Crystallization of POSH-SH3-1 and POSH-SH3-4

Purified POSH-SH3-1 and POSH-SH3-4 were directly concentrated after size-exclusion chromatography to 3.4 and 5.0 mg ml−1, respectively, using Amicon Ultra-4 3.5-kDa centrifugal filters (Merck). Initial crystallization conditions were identified using the high-throughput crystallization platform (EMBL).

The initial condition identified for POSH-SH3-1 was 0.2 M NaF, 20% PEG 3350 from the PEGs-I screen (Qiagen) at 4 °C. Needles appeared after 3 to 7 days. Further optimization was done using the hanging-drop vapour diffusion method at 4 °C in 24-well plates. Drops of 2 μl consisting of equal parts protein solution at 2.5 mg ml−1 and reservoir solution (0.2 M NaF, 22% PEG 3350) were vapour-equilibrated against 500 μl of reservoir solution. Hexagonal crystals appeared after three days and were collected after five days by transferring them to a mother liquor solution containing 5% ethylene glycol as cryoprotectant, frozen and kept in liquid nitrogen.

The initial screen of POSH-SH3-4 identified two crystallization conditions: 0.1 M MES pH 6.5, 25% PEG 3000 (condition 1) and 0.1 M MES pH 6.5, 25% PEG 4000 (condition 2) from the PEGs-I screen (Qiagen) at 4 °C. Diffraction-quality needles (condition 1, 0.1 M MES pH 6.5, 26% PEG 3000) or three-dimensional crystals (condition 2, 0.1 M MES pH 6.5, 23% PEG 4000) were obtained after four days using the same vapour-diffusion set-up as for POSH-SH3-1. These were collected after seven days with 10% ethylene glycol as cryoprotectant, frozen and kept in liquid nitrogen.

Structure determination

Crystal diffraction was performed at the ESRF beamlines ID30A, ID23-1, ID23-2 using the MXCube software56,57, at the automated beamline MASSIF-158 or at the Diamond beamlines I04 and I04-1, all equipped with Pilatus detectors (Dectris). Indexing and integration was performed using the XDS59, the autoProc60 or GrenADeS61 program suites. Data reduction for JIP1-SH3(H493A) was carried out with Pointless and Aimless62,63. Molecular replacement of the wild-type JIP1-SH3 structure was carried out in Phaser64 using the PDB code 2FPE (chains A–B) as a search model. The structures of JIP1-SH3 mutants were obtained by using our wild-type JIP1-SH3 structure as a search model. The initial solutions were improved through cycles of manual adjusting in Coot65 and refined by using Refmac566. Aimless, Phaser and Refmac were all used as programs of the CCP4 suite67.

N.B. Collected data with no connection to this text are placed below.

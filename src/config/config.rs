use anyhow::{Context, Result};
use directories::ProjectDirs;
use serde::{Deserialize, Serialize};
use std::fs;
use std::path::Path;

#[derive(Debug, Clone, Default, Serialize, Deserialize)]
pub struct Config {
    #[serde(default)]
    pub genbank: GenbankConfig,
    #[serde(default)]
    pub table: TableConfig,
    #[serde(default)]
    pub gtf: GtfConfig,
}

#[derive(Debug, Clone, Serialize, Deserialize)]
pub struct GenbankConfig {
    #[serde(default = "default_grouped_suffix")]
    pub grouped_suffix: String,
    #[serde(default = "default_single_suffix")]
    pub single_suffix: String,
    #[serde(default = "default_organism")]
    pub organism: String,
    /// Nucleotides added upstream when deriving an extended fragment view
    #[serde(default = "default_left_padding")]
    pub left_padding: u64,
    /// Nucleotides added downstream when deriving an extended fragment view
    #[serde(default = "default_right_padding")]
    pub right_padding: u64,
    #[serde(default = "default_line_width")]
    pub line_width: usize,
}

#[derive(Debug, Clone, Serialize, Deserialize)]
pub struct TableConfig {
    /// Minimum number of fragment column groups in the per-ncRNA table
    #[serde(default = "default_min_fragment_slots")]
    pub min_fragment_slots: usize,
}

#[derive(Debug, Clone, Serialize, Deserialize)]
pub struct GtfConfig {
    #[serde(default = "default_gtf_source")]
    pub source: String,
    #[serde(default = "default_gtf_feature")]
    pub feature: String,
}

fn default_grouped_suffix() -> String {
    "_grouped.gbk".to_string()
}

fn default_single_suffix() -> String {
    "_single.gbk".to_string()
}

fn default_organism() -> String {
    "Homo sapiens".to_string()
}

fn default_left_padding() -> u64 {
    3
}

fn default_right_padding() -> u64 {
    5
}

fn default_line_width() -> usize {
    60
}

fn default_min_fragment_slots() -> usize {
    25
}

fn default_gtf_source() -> String {
    format!("flaimapper-v{}", env!("CARGO_PKG_VERSION"))
}

fn default_gtf_feature() -> String {
    "sncdRNA".to_string()
}

impl Default for GenbankConfig {
    fn default() -> Self {
        Self {
            grouped_suffix: default_grouped_suffix(),
            single_suffix: default_single_suffix(),
            organism: default_organism(),
            left_padding: default_left_padding(),
            right_padding: default_right_padding(),
            line_width: default_line_width(),
        }
    }
}

impl Default for TableConfig {
    fn default() -> Self {
        Self {
            min_fragment_slots: default_min_fragment_slots(),
        }
    }
}

impl Default for GtfConfig {
    fn default() -> Self {
        Self {
            source: default_gtf_source(),
            feature: default_gtf_feature(),
        }
    }
}

impl Config {
    /// Load `config.toml` from the user config directory, or defaults when absent/unreadable
    pub fn load() -> Self {
        if let Some(proj_dirs) = ProjectDirs::from("org", "flaimapper", "flaimapper") {
            let config_path = proj_dirs.config_dir().join("config.toml");

            if config_path.exists() {
                match Self::from_path(&config_path) {
                    Ok(config) => return config,
                    Err(e) => log::warn!("Ignoring config {}: {:#}", config_path.display(), e),
                }
            }
        }
        Config::default()
    }

    pub fn from_path(path: &Path) -> Result<Self> {
        let content = fs::read_to_string(path)
            .with_context(|| format!("Failed to read config {}", path.display()))?;
        Self::from_toml(&content)
    }

    pub fn from_toml(content: &str) -> Result<Self> {
        let config: Config = toml::from_str(content).context("Invalid config TOML")?;
        if config.genbank.line_width == 0 {
            anyhow::bail!("genbank.line_width must be greater than zero");
        }
        Ok(config)
    }
}

#[cfg(test)]
mod tests {
    use super::*;

    #[test]
    fn test_partial_config_keeps_defaults() {
        let config = Config::from_toml("[genbank]\norganism = \"Mus musculus\"\n").unwrap();
        assert_eq!(config.genbank.organism, "Mus musculus");
        assert_eq!(config.genbank.grouped_suffix, "_grouped.gbk");
        assert_eq!(config.genbank.line_width, 60);
        assert_eq!(config.table.min_fragment_slots, 25);
        assert_eq!(config.gtf.feature, "sncdRNA");
        assert!(config.gtf.source.starts_with("flaimapper-v"));
    }

    #[test]
    fn test_zero_line_width_rejected() {
        assert!(Config::from_toml("[genbank]\nline_width = 0\n").is_err());
    }
}
use crate::config::GtfConfig;
use crate::container::FragmentContainer;
use crate::coords;
use crate::error::ExportResult;
use crate::fragment::fragment_id;
use std::io::Write;

/// One GTF line per fragment, 1-based inclusive coordinates.
/// Returns the number of lines written.
pub fn write_gtf<W: Write>(
    container: &FragmentContainer,
    writer: &mut W,
    config: &GtfConfig,
) -> ExportResult<usize> {
    let mut lines = 0;
    for group in container.non_empty_groups() {
        let name = group.name();

        for (i, fragment) in group.sorted_fragments().into_iter().enumerate() {
            let (start, end) = coords::gtf_span(fragment);
            writeln!(
                writer,
                "{}\t{}\t{}\t{}\t{}\t{}\t.\t.\tgene_id \"{}\"",
                name,
                config.source,
                config.feature,
                start,
                end,
                fragment.total_supporting_reads(),
                fragment_id(name, i + 1)
            )?;
            lines += 1;
        }
    }

    Ok(lines)
}
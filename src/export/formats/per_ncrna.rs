use crate::config::TableConfig;
use crate::container::{FragmentContainer, SequenceGroup};
use crate::error::ExportResult;
use crate::fragment::FragmentRecord;
use std::io::Write;

/// Column letter(s) of a fragment slot: A..Z, then AA, AB, ...
pub fn slot_label(index: usize) -> String {
    let mut label = Vec::new();
    let mut n = index + 1;
    while n > 0 {
        let rem = (n - 1) % 26;
        label.push(b'A' + rem as u8);
        n = (n - 1) / 26;
    }
    label.reverse();
    String::from_utf8_lossy(&label).into_owned()
}

/// Number of fragment slots in the header; widened past the minimum if any
/// precursor carries more fragments.
pub fn slot_count(container: &FragmentContainer, config: &TableConfig) -> usize {
    container
        .non_empty_groups()
        .map(|group| group.results.len())
        .max()
        .unwrap_or(0)
        .max(config.min_fragment_slots)
}

/// One row per precursor with its fragments laid out positionally.
/// Returns the number of rows written.
pub fn write_per_ncrna<W: Write>(
    container: &FragmentContainer,
    writer: &mut W,
    config: &TableConfig,
) -> ExportResult<usize> {
    let slots = slot_count(container, config);
    if slots > config.min_fragment_slots {
        log::info!(
            "Widening per-ncRNA table to {} fragment slots (minimum {})",
            slots,
            config.min_fragment_slots
        );
    }

    write!(writer, "NAME\tCurated\tUnreliable")?;
    for i in 0..slots {
        let letter = slot_label(i);
        write!(
            writer,
            "\tFragment-{0}-Start\tFragment-{0}-Stop\tFragment-{0}-Sequence",
            letter
        )?;
    }
    writeln!(writer)?;

    let mut rows = 0;
    for group in container.non_empty_groups() {
        let mut row = format!("{}\tNo\t?", group.name());

        let fragments = group.sorted_fragments();
        for fragment in &fragments {
            let sequence = resolve_sequence(container, group, fragment)?;
            row.push_str(&format!("\t{}\t{}\t{}", fragment.start, fragment.stop, sequence));
        }
        for _ in fragments.len()..slots {
            row.push_str("\t\t\t");
        }

        writeln!(writer, "{}", row)?;
        rows += 1;
    }

    Ok(rows)
}

fn resolve_sequence(
    container: &FragmentContainer,
    group: &SequenceGroup,
    fragment: &FragmentRecord,
) -> ExportResult<String> {
    if let Some(sequence) = &fragment.sequence {
        return Ok(sequence.clone());
    }
    Ok(container
        .fragment_sequence(&group.masked_region, fragment)?
        .unwrap_or_default())
}

#[cfg(test)]
mod tests {
    use super::*;

    #[test]
    fn test_slot_labels() {
        assert_eq!(slot_label(0), "A");
        assert_eq!(slot_label(24), "Y");
        assert_eq!(slot_label(25), "Z");
        assert_eq!(slot_label(26), "AA");
        assert_eq!(slot_label(27), "AB");
        assert_eq!(slot_label(51), "AZ");
        assert_eq!(slot_label(52), "BA");
    }
}
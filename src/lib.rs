pub mod cli;
pub mod commands;
pub mod config;
pub mod container;
pub mod coords;
pub mod error;
pub mod export;
pub mod fragment;
pub mod provider;
pub mod types;
mod utils;

pub use container::{FragmentContainer, SequenceGroup};
pub use error::{ExportError, ExportResult};
pub use export::{ExportSummary, OutputTarget};
pub use fragment::{ExtendedSequence, FragmentRecord};
pub use provider::{FastaProvider, MemoryProvider, SequenceProvider};
pub use types::{ExportFormat, PrecursorRegion};
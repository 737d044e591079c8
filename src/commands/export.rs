use crate::cli::ExportArgs;
use crate::config::Config;
use crate::container::{FragmentContainer, SequenceGroup};
use crate::export::ExportSummary;
use crate::provider::{FastaProvider, SequenceProvider};
use crate::utils::progress_bar_builder::ProgressBarBuilder;
use anyhow::{Context, Result};
use std::path::Path;

/// Read upstream results: a JSON array of precursor result objects
pub fn load_results(path: &Path) -> Result<Vec<SequenceGroup>> {
    let (reader, compression) = niffler::from_path(path)
        .with_context(|| format!("Failed to open {}", path.display()))?;
    log::debug!("Reading {} ({:?} compression)", path.display(), compression);

    let groups: Vec<SequenceGroup> = serde_json::from_reader(reader)
        .with_context(|| format!("Failed to parse fragment results from {}", path.display()))?;
    for group in &groups {
        group.validate()?;
    }
    Ok(groups)
}

/// Build a container from loaded results, binding the provider (if any) once
pub fn build_container(
    groups: Vec<SequenceGroup>,
    provider: Option<Box<dyn SequenceProvider>>,
) -> Result<FragmentContainer> {
    let mut container = FragmentContainer::new();
    let mut provider = provider;
    for group in groups {
        container.add_fragments(group, provider.take())?;
    }
    if let Some(provider) = provider {
        container.set_sequence_provider(provider);
    }
    Ok(container)
}

pub fn run(args: ExportArgs) -> Result<ExportSummary> {
    let config = match &args.config {
        Some(path) => Config::from_path(path)?,
        None => Config::load(),
    };

    let progress = ProgressBarBuilder::new(format!("Loading {}...", args.input.display()))
        .with_tick()
        .hidden(args.output == "-")
        .build()?;

    let groups = load_results(&args.input)?;
    log::info!("Loaded {} precursor result(s)", groups.len());

    let provider = match &args.fasta {
        Some(path) => Some(Box::new(FastaProvider::from_file(path)?) as Box<dyn SequenceProvider>),
        None => None,
    };
    let container = build_container(groups, provider)?;
    log::info!(
        "{} precursor(s), {} fragment(s)",
        container.len(),
        container.fragment_count()
    );

    progress.set_message(format!("Exporting to {}...", args.output));
    let summary = container.write(args.format, &args.output, &config)?;
    progress.finish_with_message(format!("Wrote {} record(s)", summary.records));

    Ok(summary)
}
use crate::error::{ExportError, ExportResult};
use serde::{Deserialize, Serialize};

/// A padded view of a fragment, used for single-fragment GenBank records.
///
/// `five_prime_cut` and `three_prime_cut` count the padding nucleotides on
/// each side of the fragment proper.
#[derive(Debug, Clone, PartialEq, Eq, Serialize, Deserialize)]
pub struct ExtendedSequence {
    pub sequence: String,
    #[serde(rename = "5_prime_cut", alias = "five_prime_cut")]
    pub five_prime_cut: usize,
    #[serde(rename = "3_prime_cut", alias = "three_prime_cut")]
    pub three_prime_cut: usize,
}

/// One detected fragment within a precursor.
///
/// `start` and `stop` are absolute, 0-based and inclusive.
#[derive(Debug, Clone, PartialEq, Eq, Serialize, Deserialize)]
pub struct FragmentRecord {
    pub start: u64,
    pub stop: u64,
    #[serde(default, skip_serializing_if = "Option::is_none")]
    pub sequence: Option<String>,
    #[serde(default)]
    pub start_supporting_reads: u64,
    #[serde(default)]
    pub stop_supporting_reads: u64,
    #[serde(default, skip_serializing_if = "Option::is_none")]
    pub extended: Option<ExtendedSequence>,
}

impl FragmentRecord {
    pub fn new(start: u64, stop: u64, start_supporting_reads: u64, stop_supporting_reads: u64) -> Self {
        Self {
            start,
            stop,
            sequence: None,
            start_supporting_reads,
            stop_supporting_reads,
            extended: None,
        }
    }

    pub fn with_sequence(mut self, sequence: impl Into<String>) -> Self {
        self.sequence = Some(sequence.into());
        self
    }

    pub fn with_extended(mut self, extended: ExtendedSequence) -> Self {
        self.extended = Some(extended);
        self
    }

    pub fn size(&self) -> u64 {
        self.stop - self.start + 1
    }

    pub fn total_supporting_reads(&self) -> u64 {
        self.start_supporting_reads + self.stop_supporting_reads
    }

    pub fn validate(&self, precursor: &str) -> ExportResult<()> {
        if self.start > self.stop {
            return Err(ExportError::InvalidFragment {
                precursor: precursor.to_string(),
                start: self.start,
                stop: self.stop,
            });
        }
        Ok(())
    }
}

/// Fragment ordinal formatted as used in `FM_<name>_<ordinal>` identifiers
pub fn fragment_id(precursor_name: &str, ordinal: usize) -> String {
    format!("FM_{}_{:012}", precursor_name, ordinal)
}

The structure of POSH-SH3-4 was determined by molecular replacement using a homology model that was built on the basis of the SH3 domain structure of SORBS1 (PDB code: 2LJ1, chain A), which has 45% sequence identity. The structure of POSH-SH3-1 was determined by molecular replacement using as a search model the SH3 domain of human tyrosine protein kinase C-Src (PDB code: 2SRC). Crystallography applications were compiled and configured by SBGrid68.

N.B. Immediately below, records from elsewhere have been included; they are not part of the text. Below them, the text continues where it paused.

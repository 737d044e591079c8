use clap::{Args as ClapArgs, Parser, Subcommand};
use std::path::PathBuf;

#[derive(Parser)]
#[command(author, version, about, long_about = None)]
pub struct Args {
    /// Increase logging verbosity (-v info, -vv debug, -vvv trace)
    #[arg(short = 'v', long = "verbose", action = clap::ArgAction::Count, global = true)]
    pub verbose: u8,

    /// Only log errors
    #[arg(short = 'q', long = "quiet", global = true, conflicts_with = "verbose")]
    pub quiet: bool,

    #[command(subcommand)]
    pub command: Commands,
}

#[derive(Subcommand)]
pub enum Commands {
    /// Export annotated fragments to a tabular, GenBank or GTF file
    Export(ExportArgs),
}

#[derive(ClapArgs, Debug)]
pub struct ExportArgs {
    /// JSON file with one result object per precursor (may be gzip/bzip2/xz compressed)
    pub input: PathBuf,

    /// Output file, or prefix for GenBank; "-" writes to stdout
    #[arg(short = 'o', long = "output", default_value = "-")]
    pub output: String,

    /// Output format: 1 = tab-delimited per fragment, 2 = tab-delimited per ncRNA, 3 = GenBank, 4 = GTF
    #[arg(short = 'f', long = "format", default_value = "1")]
    pub format: u8,

    /// Indexed reference FASTA (with .fai) used to fill in fragment sequences
    #[arg(short = 'r', long = "fasta")]
    pub fasta: Option<PathBuf>,

    /// Config file; defaults to config.toml in the user config directory
    #[arg(short = 'c', long = "config")]
    pub config: Option<PathBuf>,
}

impl Args {
    pub fn log_level(&self) -> log::LevelFilter {
        if self.quiet {
            return log::LevelFilter::Error;
        }
        match self.verbose {
            0 => log::LevelFilter::Warn,
            1 => log::LevelFilter::Info,
            2 => log::LevelFilter::Debug,
            _ => log::LevelFilter::Trace,
        }
    }
}
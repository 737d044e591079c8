pub mod genbank;
pub mod gtf;
pub mod per_fragment;
pub mod per_ncrna;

Structural trajectory and void volume calculations

The structural trajectory between the major and minor conformation was generated with Chimera69 by morphing between the wild-type JIP1-SH3 structure (PDB 7NYK) and the structures of the two variants JIP1-SH3(H493A) (7NYL) and JIP1-SH3(V517A) (7NYM). To calculate changes in the volume of the Y526 pocket, protons were added to all structures of the trajectory and Y526 was replaced by glycine to allow calculation of the complete pocket volume by POVME 3.0 using a distance cut-off of 1.09 Å, corresponding to the van der Waals radius of a hydrogen atom70. A similar strategy was used to generate the structural trajectory between the wild-type JIP1-SH3 structure (PDB 7NYK) and the structure of the JIP1-SH3(A541L) variant (7NYO).

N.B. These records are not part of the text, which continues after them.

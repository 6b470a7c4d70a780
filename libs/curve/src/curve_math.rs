//! Buy and sell pricing against the bonding curve
//!
//! Works in human units throughout: SOL amounts in SOL, token amounts in
//! whole tokens. Unit conversion, fees and slippage live in `quote`.

use crate::curve::CurveShape;
use crate::error::{CurveError, Result};
use crate::solver::BrentSolver;
use rust_decimal::Decimal;
use tracing::{debug, trace};

/// How a sell quote was resolved
#[derive(Debug, Clone, Copy, PartialEq, Eq)]
pub enum SellResolution {
    /// Remaining area fell under tolerance; the whole raise is returned
    Degenerate,
    /// Solved by root finding in this many iterations
    Solved { iterations: u32 },
}

/// SOL released by a sell plus how it was obtained
#[derive(Debug, Clone, Copy, PartialEq)]
pub struct SellOutcome {
    pub sol_received: Decimal,
    pub resolution: SellResolution,
}

/// Bonding-curve pricing functions
pub struct CurveMath;

impl CurveMath {
    /// Tokens issued for `buy_sol_amount` SOL
    ///
    /// # Arguments
    /// * `buy_sol_amount` - SOL paid in
    /// * `curve_target_sol` - Raise target in SOL
    /// * `current_sol_raised` - SOL raised before this purchase
    /// * `tradable_token_supply` - Tokens the full curve issues (whole tokens)
    /// * `shape` - Curve constant and exponent
    ///
    /// # Errors
    /// `ExceedsCurveCapacity` if the purchase would pass `curve_target_sol`.
    pub fn get_buy_quote(
        buy_sol_amount: Decimal,
        curve_target_sol: Decimal,
        current_sol_raised: Decimal,
        tradable_token_supply: Decimal,
        shape: &CurveShape,
    ) -> Result<Decimal> {
        if buy_sol_amount.is_sign_negative() && !buy_sol_amount.is_zero() {
            return Err(CurveError::invalid(format!(
                "buy amount must be non-negative, got {}",
                buy_sol_amount
            )));
        }
        if curve_target_sol <= Decimal::ZERO {
            return Err(CurveError::invalid(format!(
                "curve target must be positive, got {}",
                curve_target_sol
            )));
        }

        let total_after = current_sol_raised + buy_sol_amount;
        if total_after > curve_target_sol {
            return Err(CurveError::ExceedsCurveCapacity {
                total_after,
                target: curve_target_sol,
            });
        }

        let total_area = shape.total_area(curve_target_sol)?;
        let scale_factor = tradable_token_supply
            .checked_div(total_area)
            .ok_or_else(|| CurveError::overflow("buy scale factor"))?;
        let purchase_area = shape.area(current_sol_raised, total_after)?;
        let tokens_issued = scale_factor
            .checked_mul(purchase_area)
            .ok_or_else(|| CurveError::overflow("tokens issued"))?;

        trace!(
            buy_sol = %buy_sol_amount,
            scale_factor = %scale_factor,
            purchase_area = %purchase_area,
            tokens = %tokens_issued,
            "buy quote"
        );

        Ok(tokens_issued)
    }

    /// SOL released by selling `tokens_to_sell`
    ///
    /// Finds the raise level `t` such that the area from `t` up to the
    /// current raise matches the sold share of the curve, then returns
    /// `current_sol_raised - t`.
    ///
    /// # Arguments
    /// * `tokens_to_sell` - Tokens sold (whole tokens)
    /// * `total_token_supply` - Tokens the full curve issues (whole tokens)
    /// * `current_sol_raised` - SOL raised so far
    /// * `target_sol` - Raise target in SOL
    /// * `shape` - Curve constant and exponent
    /// * `tolerance` - Solver tolerance and degenerate-area threshold
    /// * `solver` - Root finder used for the inversion
    #[allow(clippy::too_many_arguments)]
    pub fn get_sell_quote(
        tokens_to_sell: Decimal,
        total_token_supply: Decimal,
        current_sol_raised: Decimal,
        target_sol: Decimal,
        shape: &CurveShape,
        tolerance: Decimal,
        solver: &BrentSolver,
    ) -> Result<SellOutcome> {
        if tokens_to_sell.is_sign_negative() && !tokens_to_sell.is_zero() {
            return Err(CurveError::invalid(format!(
                "sell amount must be non-negative, got {}",
                tokens_to_sell
            )));
        }
        if total_token_supply <= Decimal::ZERO {
            return Err(CurveError::invalid(format!(
                "total token supply must be positive, got {}",
                total_token_supply
            )));
        }

        if target_sol <= Decimal::ZERO {
            return Err(CurveError::invalid(format!(
                "target SOL must be positive, got {}",
                target_sol
            )));
        }

        let token_percentage = tokens_to_sell
            .checked_div(total_token_supply)
            .ok_or_else(|| CurveError::overflow("sell token share"))?;
        let total_area = shape.total_area(target_sol)?;
        let target_area = token_percentage
            .checked_mul(total_area)
            .ok_or_else(|| CurveError::overflow("sell target area"))?;
        let current_area = shape.area(Decimal::ZERO, current_sol_raised)?;
        let new_area = current_area - target_area;

        if tolerance > new_area {
            // Root sits at the curve origin: area(0, 0) = 0
            debug!(
                new_area = %new_area,
                tolerance = %tolerance,
                "sell consumes the whole raise, skipping solver"
            );
            return Ok(SellOutcome {
                sol_received: current_sol_raised,
                resolution: SellResolution::Degenerate,
            });
        }

        let estimate = solver.solve(
            |sol| Ok(shape.area(Decimal::ZERO, sol)? - new_area),
            Decimal::ZERO,
            current_sol_raised,
            tolerance,
        )?;

        let sol_received = (current_sol_raised - estimate.root)
            .max(Decimal::ZERO)
            .min(current_sol_raised);

        trace!(
            tokens = %tokens_to_sell,
            new_area = %new_area,
            root = %estimate.root,
            sol = %sol_received,
            "sell quote"
        );

        Ok(SellOutcome {
            sol_received,
            resolution: SellResolution::Solved {
                iterations: estimate.iterations,
            },
        })
    }
}

#[cfg(test)]
mod tests {
    use super::*;
    use rust_decimal_macros::dec;

    const SUPPLY: Decimal = dec!(800000000);

    fn log_shape() -> CurveShape {
        CurveShape::new(dec!(30), dec!(1)).unwrap()
    }

    #[test]
    fn test_reference_buy() {
        // 800M * ln(31/30) / ln(115/30)
        let tokens = CurveMath::get_buy_quote(dec!(1), dec!(85), dec!(0), SUPPLY, &log_shape())
            .unwrap();
        assert!((tokens - dec!(19521604.485403552382247653)).abs() < dec!(0.001));
    }

    #[test]
    fn test_buy_over_capacity_rejected() {
        let err = CurveMath::get_buy_quote(dec!(10), dec!(85), dec!(80), SUPPLY, &log_shape())
            .unwrap_err();
        assert!(matches!(err, CurveError::ExceedsCurveCapacity { .. }));
    }

    #[test]
    fn test_full_curve_issues_full_supply() {
        let tokens = CurveMath::get_buy_quote(dec!(85), dec!(85), dec!(0), SUPPLY, &log_shape())
            .unwrap();
        assert!((tokens - SUPPLY).abs() < dec!(0.000001));
    }

    #[test]
    fn test_sell_inverts_buy() {
        let shape = CurveShape::new(dec!(30), dec!(1.5)).unwrap();
        let solver = BrentSolver::default();
        let tolerance = dec!(0.0000001);

        let bought =
            CurveMath::get_buy_quote(dec!(3), dec!(85), dec!(10), SUPPLY, &shape).unwrap();
        let outcome = CurveMath::get_sell_quote(
            bought,
            dec!(800000000),
            dec!(13),
            dec!(85),
            &shape,
            tolerance,
            &solver,
        )
        .unwrap();

        assert!(matches!(outcome.resolution, SellResolution::Solved { .. }));
        assert!((outcome.sol_received - dec!(3)).abs() <= tolerance);
    }

    #[test]
    fn test_degenerate_sell_returns_whole_raise() {
        let solver = BrentSolver::default();
        let outcome = CurveMath::get_sell_quote(
            dec!(900000000),
            dec!(800000000),
            dec!(12.5),
            dec!(85),
            &log_shape(),
            dec!(0.000001),
            &solver,
        )
        .unwrap();

        assert_eq!(outcome.sol_received, dec!(12.5));
        assert_eq!(outcome.resolution, SellResolution::Degenerate);
    }

    #[test]
    fn test_sell_on_empty_pool_is_zero() {
        let solver = BrentSolver::default();
        let outcome = CurveMath::get_sell_quote(
            dec!(1000),
            dec!(800000000),
            dec!(0),
            dec!(85),
            &log_shape(),
            dec!(0.000001),
            &solver,
        )
        .unwrap();
        assert_eq!(outcome.sol_received, Decimal::ZERO);
    }

    #[test]
    fn test_selling_nothing_returns_nothing() {
        let solver = BrentSolver::default();
        let outcome = CurveMath::get_sell_quote(
            dec!(0),
            dec!(800000000),
            dec!(20),
            dec!(85),
            &log_shape(),
            dec!(0.000001),
            &solver,
        )
        .unwrap();
        assert_eq!(outcome.sol_received, Decimal::ZERO);
    }

    #[test]
    fn test_unresolvable_curve_is_an_error() {
        // 1/(x + 1e16)^2 integrates to ~8.5e-31 over the raise
        let flat = CurveShape::new(dec!(10000000000000000), dec!(2)).unwrap();
        let solver = BrentSolver::default();

        let buy = CurveMath::get_buy_quote(dec!(1), dec!(85), dec!(0), SUPPLY, &flat);
        assert!(matches!(buy, Err(CurveError::ArithmeticOverflow { .. })));

        let sell = CurveMath::get_sell_quote(
            dec!(1),
            SUPPLY,
            dec!(1),
            dec!(85),
            &flat,
            dec!(0.000001),
            &solver,
        );
        assert!(matches!(sell, Err(CurveError::ArithmeticOverflow { .. })));
    }
}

MD simulations of JIP1-SH3

MD simulations were carried out using ACEMD v.3.3.071 and the Charmm36m force field parameters72. Using VMD73, coordinates of the dimer from PDB 2FPE were inserted in the box of dimensions with a minimum distance of 2 Å in each direction between each atom and any box side. The box was then filled with water molecules and an amount of Na+ and Cl corresponding to [NaCl] = 0.1 M. Electrostatic interactions were evaluated using Particle-Mesh Ewald (PME) electrostatics with a cut-off distance of 9 Å. Van der Waals forces were calculated with a cut-off of 9 Å and a switching function active from 7.5 Å to smoothly reduce the potential to zero. An integration step of 2 fs and holonomic constraints on all hydrogen-heavy atom bond terms were used. The energy of the system was minimized using conjugate-gradient minimization for 500 steps. Random velocities from a Maxwell distribution with T = 298.15 K were assigned to atoms. Then, the system was equilibrated first for 100 ps in the NVE ensemble and then for 1 ns in the NPT ensemble. In the latter case, temperature and pressure were controlled using the Langevin thermostat with a damping constant of 1 ps−1 and Berendsen barostat with a relaxation time of 400 fs, respectively. Finally, a 1 μs trajectory was calculated in the NVT ensemble using the Langevin thermostat with a damping constant of 0.1 ps−1. Trajectories were processed and analysed using the MDAnalysis Python package74.

Reporting summary

Further information on research design is available in the Nature Research Reporting Summary linked to this paper.

Data availability

Protein structure data have been deposited in the PDB with accession codes: 7NYK (JIP1-SH3), 7NZB (JIP1-SH3(V517L)), 7NYO (JIP1-SH3(A541L)), 7NYL (JIP1-SH3(H493A)), 7NYM (JIP1-SH3(V517A)), 7NZC (POSH-SH3-1) and 7NZD (POSH-SH3-4). The 1H, 13C and 15N chemical shifts of JIP1-SH3 have been deposited in the Biological Magnetic Resonance Data Bank with accession codes: 50814 (JIP1-SH3), 50817 (JIP1-SH3(Y526A)), 50816 (JIP1-SH3(V517A)), 50818 (JIP1-SH3(H493A)) and 50815 (JIP1-SH3(A541L)). SH3 domain structures for molecular replacement were retrieved from the PDB (https://www.ebi.ac.uk/pdbe/) with accession codes: 2FPE (JIP1), 2LJ1 (SORBS1) and 2SRC (tyrosine protein kinase C-Src). Structures for the proteome-wide SH3 sequence analysis were retrieved from the PDB with accession codes: 1CSK, 3A98, 2O9S, 5VEI and 4LNP.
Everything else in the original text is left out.